● **EXERCISE DESCRIPTION**: List every line in this data where the string "TreeSearch" occurs.

━━━━━ DATA UNDER STUDY

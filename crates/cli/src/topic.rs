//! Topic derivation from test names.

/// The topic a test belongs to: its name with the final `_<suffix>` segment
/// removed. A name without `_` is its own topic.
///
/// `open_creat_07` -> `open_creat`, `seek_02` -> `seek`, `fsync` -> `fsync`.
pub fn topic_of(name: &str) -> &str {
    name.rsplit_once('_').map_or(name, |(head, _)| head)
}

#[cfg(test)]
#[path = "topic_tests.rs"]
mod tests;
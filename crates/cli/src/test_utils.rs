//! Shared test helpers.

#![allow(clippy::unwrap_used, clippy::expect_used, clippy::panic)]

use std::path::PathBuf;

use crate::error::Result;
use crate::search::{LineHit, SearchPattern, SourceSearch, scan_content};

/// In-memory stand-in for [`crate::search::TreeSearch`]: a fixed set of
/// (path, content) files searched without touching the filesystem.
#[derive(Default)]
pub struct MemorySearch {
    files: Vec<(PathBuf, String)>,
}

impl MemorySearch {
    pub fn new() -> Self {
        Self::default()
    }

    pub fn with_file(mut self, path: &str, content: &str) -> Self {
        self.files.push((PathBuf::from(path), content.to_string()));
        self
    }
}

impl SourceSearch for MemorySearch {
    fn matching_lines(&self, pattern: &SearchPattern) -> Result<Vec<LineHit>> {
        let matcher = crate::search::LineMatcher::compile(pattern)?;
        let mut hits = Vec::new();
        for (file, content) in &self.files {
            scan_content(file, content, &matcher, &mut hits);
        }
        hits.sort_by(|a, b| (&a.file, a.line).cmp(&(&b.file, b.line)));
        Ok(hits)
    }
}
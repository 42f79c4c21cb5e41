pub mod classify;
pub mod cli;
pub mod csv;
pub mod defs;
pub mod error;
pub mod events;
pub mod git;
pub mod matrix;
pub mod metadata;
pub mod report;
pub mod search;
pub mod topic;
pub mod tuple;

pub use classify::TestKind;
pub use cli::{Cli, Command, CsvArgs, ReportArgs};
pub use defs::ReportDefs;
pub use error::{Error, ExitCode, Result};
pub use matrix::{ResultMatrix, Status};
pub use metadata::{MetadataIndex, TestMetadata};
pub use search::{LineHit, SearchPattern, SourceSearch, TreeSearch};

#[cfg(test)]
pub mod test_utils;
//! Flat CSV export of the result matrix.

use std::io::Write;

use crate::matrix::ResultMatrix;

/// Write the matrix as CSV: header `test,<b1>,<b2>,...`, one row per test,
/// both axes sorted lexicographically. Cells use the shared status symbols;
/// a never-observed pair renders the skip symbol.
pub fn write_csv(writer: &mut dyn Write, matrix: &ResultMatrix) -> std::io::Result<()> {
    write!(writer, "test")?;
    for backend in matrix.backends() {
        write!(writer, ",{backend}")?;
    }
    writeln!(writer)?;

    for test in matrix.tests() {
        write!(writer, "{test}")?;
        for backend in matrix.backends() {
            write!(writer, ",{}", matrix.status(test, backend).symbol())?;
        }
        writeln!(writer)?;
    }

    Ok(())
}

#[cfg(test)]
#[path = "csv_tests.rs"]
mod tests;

━━━━━━━━━━
━━━━━ DATA UNDER STUDY

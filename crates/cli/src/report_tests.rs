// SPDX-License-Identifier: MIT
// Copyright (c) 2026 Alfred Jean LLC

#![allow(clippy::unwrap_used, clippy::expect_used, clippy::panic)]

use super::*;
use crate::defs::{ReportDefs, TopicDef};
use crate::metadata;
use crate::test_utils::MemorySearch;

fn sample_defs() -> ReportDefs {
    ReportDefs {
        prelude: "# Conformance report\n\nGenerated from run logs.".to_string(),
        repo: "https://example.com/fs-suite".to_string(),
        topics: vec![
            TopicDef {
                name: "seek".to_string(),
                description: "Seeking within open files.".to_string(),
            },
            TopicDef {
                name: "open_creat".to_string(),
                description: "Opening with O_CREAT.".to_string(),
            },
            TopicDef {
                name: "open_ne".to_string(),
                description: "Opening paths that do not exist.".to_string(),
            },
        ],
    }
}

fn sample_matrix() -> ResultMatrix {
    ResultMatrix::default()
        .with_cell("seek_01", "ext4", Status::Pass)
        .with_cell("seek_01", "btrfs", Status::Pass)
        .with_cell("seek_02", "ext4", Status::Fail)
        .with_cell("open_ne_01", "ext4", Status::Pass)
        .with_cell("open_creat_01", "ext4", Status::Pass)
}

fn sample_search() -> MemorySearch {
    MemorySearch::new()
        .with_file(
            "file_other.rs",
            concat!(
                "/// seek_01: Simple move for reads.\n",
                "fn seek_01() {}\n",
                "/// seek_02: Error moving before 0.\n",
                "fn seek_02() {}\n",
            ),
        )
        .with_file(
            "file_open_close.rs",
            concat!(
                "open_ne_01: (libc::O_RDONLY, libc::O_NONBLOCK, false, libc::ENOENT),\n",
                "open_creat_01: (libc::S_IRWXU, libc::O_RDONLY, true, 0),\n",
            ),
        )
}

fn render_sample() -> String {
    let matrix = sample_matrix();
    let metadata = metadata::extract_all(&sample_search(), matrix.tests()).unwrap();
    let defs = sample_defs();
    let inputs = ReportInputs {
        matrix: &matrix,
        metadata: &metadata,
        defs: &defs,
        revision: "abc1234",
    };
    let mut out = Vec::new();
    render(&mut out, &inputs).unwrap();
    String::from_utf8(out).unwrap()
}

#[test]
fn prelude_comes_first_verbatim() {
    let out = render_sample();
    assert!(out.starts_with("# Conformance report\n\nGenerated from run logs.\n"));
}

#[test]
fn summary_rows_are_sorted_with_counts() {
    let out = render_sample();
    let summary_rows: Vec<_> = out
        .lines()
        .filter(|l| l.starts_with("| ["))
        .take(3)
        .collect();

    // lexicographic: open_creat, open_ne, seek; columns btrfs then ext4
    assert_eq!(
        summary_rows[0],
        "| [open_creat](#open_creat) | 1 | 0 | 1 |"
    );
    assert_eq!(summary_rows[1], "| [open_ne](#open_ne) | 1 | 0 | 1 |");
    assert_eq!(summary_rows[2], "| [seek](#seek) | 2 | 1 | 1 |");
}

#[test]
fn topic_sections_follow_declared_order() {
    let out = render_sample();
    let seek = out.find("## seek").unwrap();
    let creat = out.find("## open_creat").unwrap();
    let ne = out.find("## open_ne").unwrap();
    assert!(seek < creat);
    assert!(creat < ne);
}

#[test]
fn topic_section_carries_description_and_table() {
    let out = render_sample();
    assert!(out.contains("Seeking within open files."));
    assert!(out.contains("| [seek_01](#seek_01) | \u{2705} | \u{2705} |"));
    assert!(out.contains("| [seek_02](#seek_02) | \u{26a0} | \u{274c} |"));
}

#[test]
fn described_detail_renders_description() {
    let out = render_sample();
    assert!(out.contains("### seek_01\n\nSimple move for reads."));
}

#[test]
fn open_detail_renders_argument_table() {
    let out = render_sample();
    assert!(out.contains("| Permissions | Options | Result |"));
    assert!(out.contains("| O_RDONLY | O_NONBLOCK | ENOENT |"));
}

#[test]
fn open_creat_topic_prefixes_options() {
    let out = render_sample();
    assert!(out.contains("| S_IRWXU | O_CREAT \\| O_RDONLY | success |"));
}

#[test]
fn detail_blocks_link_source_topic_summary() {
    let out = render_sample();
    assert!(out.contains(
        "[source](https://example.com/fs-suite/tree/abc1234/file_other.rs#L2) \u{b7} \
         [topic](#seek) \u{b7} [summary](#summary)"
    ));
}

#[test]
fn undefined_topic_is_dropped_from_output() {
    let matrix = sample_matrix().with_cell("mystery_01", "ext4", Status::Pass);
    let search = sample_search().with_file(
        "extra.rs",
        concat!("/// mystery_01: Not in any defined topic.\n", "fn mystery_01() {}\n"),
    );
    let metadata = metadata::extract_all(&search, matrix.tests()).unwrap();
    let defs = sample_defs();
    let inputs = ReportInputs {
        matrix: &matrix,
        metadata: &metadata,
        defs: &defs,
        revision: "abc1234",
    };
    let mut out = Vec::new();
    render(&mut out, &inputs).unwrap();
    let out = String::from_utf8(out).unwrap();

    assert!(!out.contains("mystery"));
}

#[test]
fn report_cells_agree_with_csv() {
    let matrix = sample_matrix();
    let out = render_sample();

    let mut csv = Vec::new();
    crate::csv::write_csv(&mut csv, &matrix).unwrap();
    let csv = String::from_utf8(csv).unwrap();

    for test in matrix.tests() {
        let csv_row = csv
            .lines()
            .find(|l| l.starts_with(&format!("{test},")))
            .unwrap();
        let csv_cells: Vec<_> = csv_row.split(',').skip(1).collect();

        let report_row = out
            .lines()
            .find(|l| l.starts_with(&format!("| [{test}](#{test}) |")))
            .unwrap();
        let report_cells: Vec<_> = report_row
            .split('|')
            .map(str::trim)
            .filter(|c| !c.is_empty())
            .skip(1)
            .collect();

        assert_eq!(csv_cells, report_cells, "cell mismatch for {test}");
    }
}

━━━━━━━━━━

● **EXPECTED ANSWER**:
/// In-memory stand-in for [`crate::search::TreeSearch`]: a fixed set of
pub use search::{LineHit, SearchPattern, SourceSearch, TreeSearch};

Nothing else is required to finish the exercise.